Your task:
Give every entry again, word for word and in full.

Given entries:
==*==

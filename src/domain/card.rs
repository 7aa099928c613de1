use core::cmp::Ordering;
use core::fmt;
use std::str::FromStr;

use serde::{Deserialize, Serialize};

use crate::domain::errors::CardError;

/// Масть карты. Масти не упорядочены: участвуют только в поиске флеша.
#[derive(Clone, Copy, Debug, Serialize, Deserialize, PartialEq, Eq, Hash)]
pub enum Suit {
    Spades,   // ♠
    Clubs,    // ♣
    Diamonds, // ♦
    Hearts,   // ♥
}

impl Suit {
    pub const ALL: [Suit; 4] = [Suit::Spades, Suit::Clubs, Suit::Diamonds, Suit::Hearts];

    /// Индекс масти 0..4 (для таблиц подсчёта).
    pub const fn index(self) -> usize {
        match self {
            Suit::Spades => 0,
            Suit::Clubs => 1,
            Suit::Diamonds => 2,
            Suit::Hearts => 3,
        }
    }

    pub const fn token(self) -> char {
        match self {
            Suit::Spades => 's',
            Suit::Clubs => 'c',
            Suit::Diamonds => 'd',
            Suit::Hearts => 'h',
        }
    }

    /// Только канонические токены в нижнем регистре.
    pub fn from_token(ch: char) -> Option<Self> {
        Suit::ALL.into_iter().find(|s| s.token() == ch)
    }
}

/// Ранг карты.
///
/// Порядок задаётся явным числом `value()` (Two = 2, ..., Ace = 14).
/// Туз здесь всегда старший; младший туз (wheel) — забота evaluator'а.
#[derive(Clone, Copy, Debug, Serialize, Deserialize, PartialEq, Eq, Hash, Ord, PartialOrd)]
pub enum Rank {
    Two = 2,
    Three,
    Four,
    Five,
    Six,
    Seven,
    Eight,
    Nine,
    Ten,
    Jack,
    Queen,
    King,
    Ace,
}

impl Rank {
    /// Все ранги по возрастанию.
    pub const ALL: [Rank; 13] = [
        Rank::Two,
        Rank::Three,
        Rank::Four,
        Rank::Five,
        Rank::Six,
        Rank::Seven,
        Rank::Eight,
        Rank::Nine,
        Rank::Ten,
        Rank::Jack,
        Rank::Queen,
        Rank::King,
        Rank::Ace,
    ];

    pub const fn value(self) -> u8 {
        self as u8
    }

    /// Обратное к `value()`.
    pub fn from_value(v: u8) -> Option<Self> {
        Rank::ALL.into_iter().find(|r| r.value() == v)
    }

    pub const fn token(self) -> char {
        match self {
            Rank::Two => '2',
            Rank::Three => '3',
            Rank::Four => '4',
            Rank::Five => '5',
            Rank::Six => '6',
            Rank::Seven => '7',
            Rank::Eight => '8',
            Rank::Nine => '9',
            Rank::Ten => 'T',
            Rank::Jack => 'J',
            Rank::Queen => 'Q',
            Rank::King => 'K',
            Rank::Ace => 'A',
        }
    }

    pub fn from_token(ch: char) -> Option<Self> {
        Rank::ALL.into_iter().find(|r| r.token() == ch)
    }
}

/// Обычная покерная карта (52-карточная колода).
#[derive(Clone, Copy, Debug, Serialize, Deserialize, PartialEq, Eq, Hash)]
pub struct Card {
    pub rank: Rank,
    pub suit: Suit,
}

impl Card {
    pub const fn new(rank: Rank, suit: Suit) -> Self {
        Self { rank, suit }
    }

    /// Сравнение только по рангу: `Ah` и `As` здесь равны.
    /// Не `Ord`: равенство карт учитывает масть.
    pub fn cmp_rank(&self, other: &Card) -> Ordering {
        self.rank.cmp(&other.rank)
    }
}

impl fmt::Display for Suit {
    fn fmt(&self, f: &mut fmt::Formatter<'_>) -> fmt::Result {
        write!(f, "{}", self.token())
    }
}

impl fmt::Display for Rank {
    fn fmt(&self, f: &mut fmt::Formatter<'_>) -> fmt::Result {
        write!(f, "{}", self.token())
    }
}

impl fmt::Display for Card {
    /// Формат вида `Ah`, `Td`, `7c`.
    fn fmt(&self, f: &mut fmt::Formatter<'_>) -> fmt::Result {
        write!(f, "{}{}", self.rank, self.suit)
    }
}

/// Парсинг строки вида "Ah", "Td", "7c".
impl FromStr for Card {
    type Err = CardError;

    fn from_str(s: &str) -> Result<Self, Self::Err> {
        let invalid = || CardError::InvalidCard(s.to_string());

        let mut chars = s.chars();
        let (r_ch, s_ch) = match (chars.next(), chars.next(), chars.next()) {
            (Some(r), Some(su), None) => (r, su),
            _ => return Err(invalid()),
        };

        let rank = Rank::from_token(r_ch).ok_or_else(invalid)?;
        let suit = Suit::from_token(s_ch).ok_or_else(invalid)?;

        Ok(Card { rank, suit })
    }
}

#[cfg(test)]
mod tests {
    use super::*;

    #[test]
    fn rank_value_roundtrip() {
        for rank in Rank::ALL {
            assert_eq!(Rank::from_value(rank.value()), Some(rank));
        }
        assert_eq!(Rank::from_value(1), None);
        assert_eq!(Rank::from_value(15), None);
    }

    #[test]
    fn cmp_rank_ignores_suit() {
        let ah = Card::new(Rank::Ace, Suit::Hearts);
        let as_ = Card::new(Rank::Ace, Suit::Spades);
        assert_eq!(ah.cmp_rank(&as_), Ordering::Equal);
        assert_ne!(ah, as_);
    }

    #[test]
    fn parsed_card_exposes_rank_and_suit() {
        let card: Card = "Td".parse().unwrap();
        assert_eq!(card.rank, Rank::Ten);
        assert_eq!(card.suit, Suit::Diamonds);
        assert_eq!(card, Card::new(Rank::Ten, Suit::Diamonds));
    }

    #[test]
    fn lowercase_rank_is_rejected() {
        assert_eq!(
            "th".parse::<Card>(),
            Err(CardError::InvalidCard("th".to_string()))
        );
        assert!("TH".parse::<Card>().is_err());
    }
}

==*==

Solution for this exercise:
filename src/domain/card.rs
repository 7aa099928c613de1
use core::cmp::Ordering;
use core::fmt;
use std::str::FromStr;

use serde::{Deserialize, Serialize};

use crate::domain::errors::CardError;

/// Масть карты. Масти не упорядочены: участвуют только в поиске флеша.
#[derive(Clone, Copy, Debug, Serialize, Deserialize, PartialEq, Eq, Hash)]
pub enum Suit {
    Spades,   // ♠
    Clubs,    // ♣
    Diamonds, // ♦
    Hearts,   // ♥
}

impl Suit {
    pub const ALL: [Suit; 4] = [Suit::Spades, Suit::Clubs, Suit::Diamonds, Suit::Hearts];

    /// Индекс масти 0..4 (для таблиц подсчёта).
    pub const fn index(self) -> usize {
        match self {
            Suit::Spades => 0,
            Suit::Clubs => 1,
            Suit::Diamonds => 2,
            Suit::Hearts => 3,
        }
    }

    pub const fn token(self) -> char {
        match self {
            Suit::Spades => 's',
            Suit::Clubs => 'c',
            Suit::Diamonds => 'd',
            Suit::Hearts => 'h',
        }
    }

    /// Только канонические токены в нижнем регистре.
    pub fn from_token(ch: char) -> Option<Self> {
        Suit::ALL.into_iter().find(|s| s.token() == ch)
    }
}

/// Ранг карты.
///
/// Порядок задаётся явным числом `value()` (Two = 2, ..., Ace = 14).
/// Туз здесь всегда старший; младший туз (wheel) — забота evaluator'а.
#[derive(Clone, Copy, Debug, Serialize, Deserialize, PartialEq, Eq, Hash, Ord, PartialOrd)]
pub enum Rank {
    Two = 2,
    Three,
    Four,
    Five,
    Six,
    Seven,
    Eight,
    Nine,
    Ten,
    Jack,
    Queen,
    King,
    Ace,
}

impl Rank {
    /// Все ранги по возрастанию.
    pub const ALL: [Rank; 13] = [
        Rank::Two,
        Rank::Three,
        Rank::Four,
        Rank::Five,
        Rank::Six,
        Rank::Seven,
        Rank::Eight,
        Rank::Nine,
        Rank::Ten,
        Rank::Jack,
        Rank::Queen,
        Rank::King,
        Rank::Ace,
    ];

    pub const fn value(self) -> u8 {
        self as u8
    }

    /// Обратное к `value()`.
    pub fn from_value(v: u8) -> Option<Self> {
        Rank::ALL.into_iter().find(|r| r.value() == v)
    }

    pub const fn token(self) -> char {
        match self {
            Rank::Two => '2',
            Rank::Three => '3',
            Rank::Four => '4',
            Rank::Five => '5',
            Rank::Six => '6',
            Rank::Seven => '7',
            Rank::Eight => '8',
            Rank::Nine => '9',
            Rank::Ten => 'T',
            Rank::Jack => 'J',
            Rank::Queen => 'Q',
            Rank::King => 'K',
            Rank::Ace => 'A',
        }
    }

    pub fn from_token(ch: char) -> Option<Self> {
        Rank::ALL.into_iter().find(|r| r.token() == ch)
    }
}

/// Обычная покерная карта (52-карточная колода).
#[derive(Clone, Copy, Debug, Serialize, Deserialize, PartialEq, Eq, Hash)]
pub struct Card {
    pub rank: Rank,
    pub suit: Suit,
}

impl Card {
    pub const fn new(rank: Rank, suit: Suit) -> Self {
        Self { rank, suit }
    }

    /// Сравнение только по рангу: `Ah` и `As` здесь равны.
    /// Не `Ord`: равенство карт учитывает масть.
    pub fn cmp_rank(&self, other: &Card) -> Ordering {
        self.rank.cmp(&other.rank)
    }
}

impl fmt::Display for Suit {
    fn fmt(&self, f: &mut fmt::Formatter<'_>) -> fmt::Result {
        write!(f, "{}", self.token())
    }
}

impl fmt::Display for Rank {
    fn fmt(&self, f: &mut fmt::Formatter<'_>) -> fmt::Result {
        write!(f, "{}", self.token())
    }
}

impl fmt::Display for Card {
    /// Формат вида `Ah`, `Td`, `7c`.
    fn fmt(&self, f: &mut fmt::Formatter<'_>) -> fmt::Result {
        write!(f, "{}{}", self.rank, self.suit)
    }
}

/// Парсинг строки вида "Ah", "Td", "7c".
impl FromStr for Card {
    type Err = CardError;

    fn from_str(s: &str) -> Result<Self, Self::Err> {
        let invalid = || CardError::InvalidCard(s.to_string());

        let mut chars = s.chars();
        let (r_ch, s_ch) = match (chars.next(), chars.next(), chars.next()) {
            (Some(r), Some(su), None) => (r, su),
            _ => return Err(invalid()),
        };

        let rank = Rank::from_token(r_ch).ok_or_else(invalid)?;
        let suit = Suit::from_token(s_ch).ok_or_else(invalid)?;

        Ok(Card { rank, suit })
    }
}

#[cfg(test)]
mod tests {
    use super::*;

    #[test]
    fn rank_value_roundtrip() {
        for rank in Rank::ALL {
            assert_eq!(Rank::from_value(rank.value()), Some(rank));
        }
        assert_eq!(Rank::from_value(1), None);
        assert_eq!(Rank::from_value(15), None);
    }

    #[test]
    fn cmp_rank_ignores_suit() {
        let ah = Card::new(Rank::Ace, Suit::Hearts);
        let as_ = Card::new(Rank::Ace, Suit::Spades);
        assert_eq!(ah.cmp_rank(&as_), Ordering::Equal);
        assert_ne!(ah, as_);
    }

    #[test]
    fn parsed_card_exposes_rank_and_suit() {
        let card: Card = "Td".parse().unwrap();
        assert_eq!(card.rank, Rank::Ten);
        assert_eq!(card.suit, Suit::Diamonds);
        assert_eq!(card, Card::new(Rank::Ten, Suit::Diamonds));
    }

    #[test]
    fn lowercase_rank_is_rejected() {
        assert_eq!(
            "th".parse::<Card>(),
            Err(CardError::InvalidCard("th".to_string()))
        );
        assert!("TH".parse::<Card>().is_err());
    }
}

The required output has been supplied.